(DATA IN THIS EXERCISE Opens)
//! Deck lists

use crate::core::{Card, Condition, EffectKind, SpellEffect};
use crate::game::GameConfig;
use crate::zones::DECK_SIZE;
use crate::{Result, TcgError};
use serde::{Deserialize, Serialize};

/// A number of copies of one card
#[derive(Debug, Clone, PartialEq, Eq, Serialize, Deserialize)]
pub struct DeckEntry {
    pub count: u8,
    pub card: Card,
}

#[derive(Debug, Clone, Default, PartialEq, Eq, Serialize, Deserialize)]
pub struct DeckList {
    pub entries: Vec<DeckEntry>,
}

impl DeckList {
    pub fn new() -> Self {
        Self::default()
    }

    /// Add `count` copies of `card`
    pub fn with(mut self, count: u8, card: Card) -> Self {
        self.entries.push(DeckEntry { count, card });
        self
    }

    pub fn total_cards(&self) -> usize {
        self.entries.iter().map(|entry| entry.count as usize).sum()
    }

    /// Expand entries into one card per copy, in list order
    pub fn cards(&self) -> Vec<Card> {
        self.entries
            .iter()
            .flat_map(|entry| std::iter::repeat(entry.card.clone()).take(entry.count as usize))
            .collect()
    }

    /// Check the list fits a deck zone and survives the opening deal
    /// of `config` plus one draw
    pub fn validate(&self, config: &GameConfig) -> Result<()> {
        let total = self.total_cards();
        let minimum = config.opening_hand_size + 1;
        if total == 0 {
            return Err(TcgError::InvalidDeck("deck is empty".to_string()));
        }
        if total <= minimum {
            return Err(TcgError::InvalidDeck(format!(
                "deck has {total} cards, needs more than {minimum}"
            )));
        }
        if total > DECK_SIZE {
            return Err(TcgError::InvalidDeck(format!(
                "deck has {total} cards, capacity is {DECK_SIZE}"
            )));
        }
        Ok(())
    }

    /// Sixty-card list with lands, vanilla and enter-the-battlefield
    /// creatures, a targeted damage instant, a life-gain instant and a draw
    /// sorcery
    pub fn starter() -> Self {
        DeckList::new()
            .with(22, Card::land("Mountain"))
            .with(4, Card::creature("Raging Goblin", 1, 1, 1))
            .with(6, Card::creature("Grizzly Bears", 2, 2, 2))
            .with(4, Card::creature("Gray Ogre", 3, 2, 2))
            .with(6, Card::creature("Hill Giant", 4, 3, 3))
            .with(2, Card::creature("Craw Wurm", 6, 6, 4))
            .with(
                4,
                Card::creature_with_effect("Elvish Visionary", 2, 1, 1, EffectKind::DrawCard),
            )
            .with(
                6,
                Card::instant(
                    "Lightning Bolt",
                    1,
                    SpellEffect::new(
                        EffectKind::DamageCreature(3),
                        Condition::OpponentHasCreature,
                        1,
                    ),
                ),
            )
            .with(
                2,
                Card::instant(
                    "Healing Salve",
                    1,
                    SpellEffect::new(EffectKind::GainLife(3), Condition::Always, 0),
                ),
            )
            .with(
                4,
                Card::sorcery(
                    "Preordain",
                    1,
                    SpellEffect::new(EffectKind::DrawCard, Condition::HandNotFull, 0),
                ),
            )
    }
}
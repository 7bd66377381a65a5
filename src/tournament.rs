//! Tournament mode: many independent episodes in parallel
//!
//! Each episode gets its own engine, controllers and derived seed, so the
//! batch result does not depend on how rayon schedules the work.

use crate::{
    core::PlayerId,
    game::{
        ControllerKind, GameConfig, GameEndReason, GameLogger, GameResult, PlayerController,
        VerbosityLevel,
    },
    loader::{DeckList, GameInitializer},
    Result,
};
use rayon::prelude::*;
use serde::Serialize;
use std::time::{Duration, Instant};

/// Default per-episode step cap
pub const DEFAULT_MAX_STEPS: u64 = 100_000;

#[derive(Debug, Clone)]
pub struct TourneyConfig {
    pub games: usize,
    pub p1: ControllerKind,
    pub p2: ControllerKind,
    /// Master seed; episode seeds are derived from it
    pub seed: u64,
    /// Steps before an episode is abandoned as unfinished
    pub max_steps: u64,
    pub game: GameConfig,
    pub deck1: DeckList,
    pub deck2: DeckList,
}

impl TourneyConfig {
    pub fn new(games: usize, p1: ControllerKind, p2: ControllerKind) -> Self {
        TourneyConfig {
            games,
            p1,
            p2,
            seed: 0,
            max_steps: DEFAULT_MAX_STEPS,
            game: GameConfig::default(),
            deck1: DeckList::starter(),
            deck2: DeckList::starter(),
        }
    }

    pub fn with_seed(mut self, seed: u64) -> Self {
        self.seed = seed;
        self
    }

    pub fn with_max_steps(mut self, max_steps: u64) -> Self {
        self.max_steps = max_steps;
        self
    }
}

/// Outcome of a single tournament episode
#[derive(Debug, Clone, Copy)]
struct EpisodeOutcome {
    result: Option<GameResult>,
    steps: u64,
}

/// Aggregated batch statistics
#[derive(Debug, Clone, Default, Serialize)]
pub struct TourneyStats {
    pub games: usize,
    pub p1_wins: usize,
    pub p2_wins: usize,
    /// Episodes that hit the step cap
    pub unfinished: usize,
    pub wins_by_decking: usize,
    pub wins_by_damage: usize,
    /// Turns summed over finished episodes
    pub total_turns: u64,
    pub total_steps: u64,
    #[serde(skip)]
    pub elapsed: Duration,
}

impl TourneyStats {
    fn record(&mut self, outcome: EpisodeOutcome) {
        self.games += 1;
        self.total_steps += outcome.steps;
        let Some(result) = outcome.result else {
            self.unfinished += 1;
            return;
        };

        if result.winner == PlayerId::FIRST {
            self.p1_wins += 1;
        } else {
            self.p2_wins += 1;
        }
        match result.reason {
            GameEndReason::Decking => self.wins_by_decking += 1,
            GameEndReason::PlayerDeath => self.wins_by_damage += 1,
        }
        self.total_turns += u64::from(result.turns);
    }

    pub fn finished(&self) -> usize {
        self.games - self.unfinished
    }

    pub fn average_turns(&self) -> f64 {
        match self.finished() {
            0 => 0.0,
            n => self.total_turns as f64 / n as f64,
        }
    }

    pub fn steps_per_second(&self) -> f64 {
        let secs = self.elapsed.as_secs_f64();
        if secs > 0.0 {
            self.total_steps as f64 / secs
        } else {
            0.0
        }
    }

    pub fn print_summary(&self) {
        let pct = |n: usize| {
            if self.games == 0 {
                0.0
            } else {
                100.0 * n as f64 / self.games as f64
            }
        };
        println!("=== Tournament Complete ===");
        println!("Total games played: {}", self.games);
        println!("Elapsed time: {:.2}s", self.elapsed.as_secs_f64());
        println!("Steps per second: {:.0}\n", self.steps_per_second());
        println!("P1 wins: {} ({:.1}%)", self.p1_wins, pct(self.p1_wins));
        println!("P2 wins: {} ({:.1}%)", self.p2_wins, pct(self.p2_wins));
        println!("Unfinished: {} ({:.1}%)", self.unfinished, pct(self.unfinished));
        println!(
            "Wins by damage: {}, by decking: {}",
            self.wins_by_damage, self.wins_by_decking
        );
        println!("Average turns: {:.1}", self.average_turns());
    }
}

/// Seed for episode `idx`, spread with the golden-ratio increment
fn episode_seed(master: u64, idx: usize) -> u64 {
    master.wrapping_add((idx as u64).wrapping_mul(0x9E37_79B9_7F4A_7C15))
}

fn play_episode(config: &TourneyConfig, idx: usize) -> Result<EpisodeOutcome> {
    let game_seed = episode_seed(config.seed, idx);
    let init = GameInitializer::new(config.game.clone().with_seed(game_seed))
        .with_logger(GameLogger::with_verbosity(VerbosityLevel::Silent));
    let mut engine = init.init_game(&config.deck1, &config.deck2)?;

    let mut controllers: [Box<dyn PlayerController>; 2] = [
        config
            .p1
            .build(PlayerId::FIRST, game_seed.wrapping_add(0x1234_5678_9ABC_DEF0)),
        config
            .p2
            .build(PlayerId::SECOND, game_seed.wrapping_add(0xFEDC_BA98_7654_3210)),
    ];
    let result = engine.run_episode(&mut controllers, config.max_steps);
    Ok(EpisodeOutcome {
        result,
        steps: engine.steps_taken(),
    })
}

/// Play `config.games` episodes in parallel and aggregate the results
pub fn run_tourney(config: &TourneyConfig) -> Result<TourneyStats> {
    config.game.validate()?;
    config.deck1.validate(&config.game)?;
    config.deck2.validate(&config.game)?;

    let start = Instant::now();
    let outcomes = (0..config.games)
        .into_par_iter()
        .map(|idx| play_episode(config, idx))
        .collect::<Result<Vec<_>>>()?;

    let mut stats = TourneyStats::default();
    for outcome in outcomes {
        stats.record(outcome);
    }
    stats.elapsed = start.elapsed();
    Ok(stats)
}
//! Main game state structure

use crate::core::{Card, Player, PlayerId};
use crate::game::stack::EffectStack;
use crate::game::{GameConfig, Phase};
use crate::zones::{DrawOutcome, DECK_SIZE};
use crate::{Result, TcgError};
use rand::{Rng, SeedableRng};
use rand_chacha::ChaCha12Rng;
use serde::{Deserialize, Serialize};

/// Complete game state
///
/// Zones, scalar counters, the effect stack and the RNG. Together these are
/// the engine's entire continuation, so cloning or serializing this value
/// captures a game mid-turn.
#[derive(Debug, Clone, Serialize, Deserialize)]
pub struct GameState {
    /// Both sides, indexed by `PlayerId::index`
    pub players: [Player; 2],

    /// Card lists each deck is rebuilt from at reset
    pub decklists: [Vec<Card>; 2],

    /// Pending phase continuations and effects
    pub stack: EffectStack,

    /// Attacker currently being assigned blockers
    pub block_idx: usize,

    /// Whose game-turn it is; flips at untap and again for blocking
    pub turn: PlayerId,

    /// Who may act at the current priority window
    pub priority: PlayerId,

    /// Was the last priority action a pass?
    pub priority_passed: bool,

    /// Untap steps seen this episode
    pub turn_number: u32,

    pub config: GameConfig,

    /// Random number generator for shuffles (serializable for deterministic replay)
    pub rng: ChaCha12Rng,
}

impl GameState {
    /// Create a game for two deck lists. Nothing is dealt until `restart`.
    pub fn new(config: GameConfig, deck1: Vec<Card>, deck2: Vec<Card>) -> Result<Self> {
        config.validate()?;
        for (seat, deck) in [&deck1, &deck2].into_iter().enumerate() {
            if deck.len() > DECK_SIZE {
                return Err(TcgError::InvalidDeck(format!(
                    "deck for seat {seat} has {} cards, more than {DECK_SIZE}",
                    deck.len()
                )));
            }
            if deck.len() <= config.opening_hand_size {
                return Err(TcgError::InvalidDeck(format!(
                    "deck for seat {seat} has {} cards, needs more than the opening hand of {}",
                    deck.len(),
                    config.opening_hand_size
                )));
            }
        }

        let participate = config.participate_in_priority;
        Ok(GameState {
            players: [
                Player::new(config.starting_health, participate[0]),
                Player::new(config.starting_health, participate[1]),
            ],
            decklists: [deck1, deck2],
            stack: EffectStack::with_capacity(config.stack_capacity),
            block_idx: 0,
            turn: PlayerId::FIRST,
            priority: PlayerId::FIRST,
            priority_passed: false,
            turn_number: 0,
            rng: ChaCha12Rng::seed_from_u64(config.seed),
            config,
        })
    }

    pub fn player(&self, id: PlayerId) -> &Player {
        &self.players[id.index()]
    }

    pub fn player_mut(&mut self, id: PlayerId) -> &mut Player {
        &mut self.players[id.index()]
    }

    /// Player whose game-turn it is
    pub fn active_player(&self) -> &Player {
        self.player(self.turn)
    }

    pub fn active_player_mut(&mut self) -> &mut Player {
        let turn = self.turn;
        self.player_mut(turn)
    }

    /// Borrow `id` and its opponent mutably at the same time
    pub fn player_and_opponent_mut(&mut self, id: PlayerId) -> (&mut Player, &mut Player) {
        let [first, second] = &mut self.players;
        if id == PlayerId::FIRST {
            (first, second)
        } else {
            (second, first)
        }
    }

    /// Draw one card for `id`
    pub fn draw_card(&mut self, id: PlayerId) -> DrawOutcome {
        self.player_mut(id).zones.draw()
    }

    /// Reinitialize zones, health and counters for a new episode, deal the
    /// opening hands, and seed the stack with the first phase.
    ///
    /// Does not run any phase; the game loop drains the stack afterwards.
    pub fn restart(&mut self) {
        self.stack.clear();

        for id in PlayerId::both() {
            let participate = self.config.participate_in_priority[id.index()];
            let health = self.config.starting_health;
            let idx = id.index();
            let player = &mut self.players[idx];
            player.zones.clear();
            player.health = health;
            player.mana = 0;
            player.land_played = false;
            player.participate_in_priority = participate;
            for card in &self.decklists[idx] {
                player.zones.deck.push(card.clone());
            }
            player.zones.deck.shuffle(&mut self.rng);
        }

        // Untap hands the turn to the other seat, so start one seat behind
        let first = PlayerId::new(self.rng.gen_range(0..2));
        self.turn = first.other();
        self.priority = first;
        self.priority_passed = false;
        self.block_idx = 0;
        self.turn_number = 0;

        // Deck validation guarantees these draws cannot empty a deck
        for _ in 0..self.config.opening_hand_size {
            for id in PlayerId::both() {
                self.draw_card(id);
            }
        }

        self.stack.push_phase(Phase::Untap);
    }
}
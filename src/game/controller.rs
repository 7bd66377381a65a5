//! Player controller trait and game state view
//!
//! Controllers drive the engine from outside: the driver asks the engine
//! who acts next, hands that controller a read-only view, and steps the
//! engine with the action it returns. The engine never calls controllers
//! itself.

use crate::core::{Card, Player, PlayerId};
use crate::game::{
    Action, ControllerState, FixedScriptController, GameState, Phase, RandomController,
    ZeroController,
};
use serde::{Deserialize, Serialize};

/// Read-only view of game state for controllers
pub struct GameStateView<'a> {
    game: &'a GameState,
    player_id: PlayerId,
}

impl<'a> GameStateView<'a> {
    pub fn new(game: &'a GameState, player_id: PlayerId) -> Self {
        GameStateView { game, player_id }
    }

    /// Player this view is for
    pub fn player_id(&self) -> PlayerId {
        self.player_id
    }

    /// Phase waiting for the action
    pub fn phase(&self) -> Option<Phase> {
        self.game.stack.top_phase()
    }

    pub fn me(&self) -> &Player {
        self.game.player(self.player_id)
    }

    pub fn opponent(&self) -> &Player {
        self.game.player(self.player_id.other())
    }

    pub fn hand(&self) -> &[Card] {
        self.me().zones.hand.cards()
    }

    pub fn board(&self) -> &[Card] {
        self.me().zones.board.cards()
    }

    pub fn opponent_board(&self) -> &[Card] {
        self.opponent().zones.board.cards()
    }

    pub fn health(&self) -> i32 {
        self.me().health
    }

    /// Is it this player's game-turn?
    pub fn is_my_turn(&self) -> bool {
        self.game.turn == self.player_id
    }

    pub fn turn_number(&self) -> u32 {
        self.game.turn_number
    }
}

/// Trait for choosing actions
pub trait PlayerController {
    fn player_id(&self) -> PlayerId;

    /// Short name for logs and tournament tables
    fn name(&self) -> &str;

    /// Pick the next action for the phase on top of the stack
    fn choose_action(&mut self, view: &GameStateView) -> Action;

    /// Called once per finished episode
    fn on_episode_end(&mut self, _won: bool) {}

    /// State to store in a snapshot so the controller can be rebuilt
    fn snapshot_state(&self) -> Option<ControllerState> {
        None
    }
}

/// Built-in controller types
#[derive(Debug, Clone, Copy, PartialEq, Eq, Serialize, Deserialize)]
pub enum ControllerKind {
    /// Always presses Enter
    Zero,
    /// Uniform random action indices
    Random,
}

impl ControllerKind {
    /// Build a controller of this kind for `player`
    ///
    /// `seed` only matters for random controllers.
    pub fn build(self, player: PlayerId, seed: u64) -> Box<dyn PlayerController> {
        match self {
            ControllerKind::Zero => Box::new(ZeroController::new(player)),
            ControllerKind::Random => Box::new(RandomController::with_seed(player, seed)),
        }
    }
}

/// Parse a script and box it, for drivers that mix kinds
pub fn scripted(player: PlayerId, script: &str) -> crate::Result<Box<dyn PlayerController>> {
    Ok(Box::new(FixedScriptController::parse(player, script)?))
}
(DATA IN THIS EXERCISE Closes)
* _TASK STATEMENT_
Only the lines above starting with the one with "(first, second)" and going through the one with "the stack afterwards." are to be copied, word for word and with both ends kept.

* _RESPONSE_
            (first, second)
        } else {
            (second, first)
        }
    }

    /// Draw one card for `id`
    pub fn draw_card(&mut self, id: PlayerId) -> DrawOutcome {
        self.player_mut(id).zones.draw()
    }

    /// Reinitialize zones, health and counters for a new episode, deal the
    /// opening hands, and seed the stack with the first phase.
    ///
    /// Does not run any phase; the game loop drains the stack afterwards.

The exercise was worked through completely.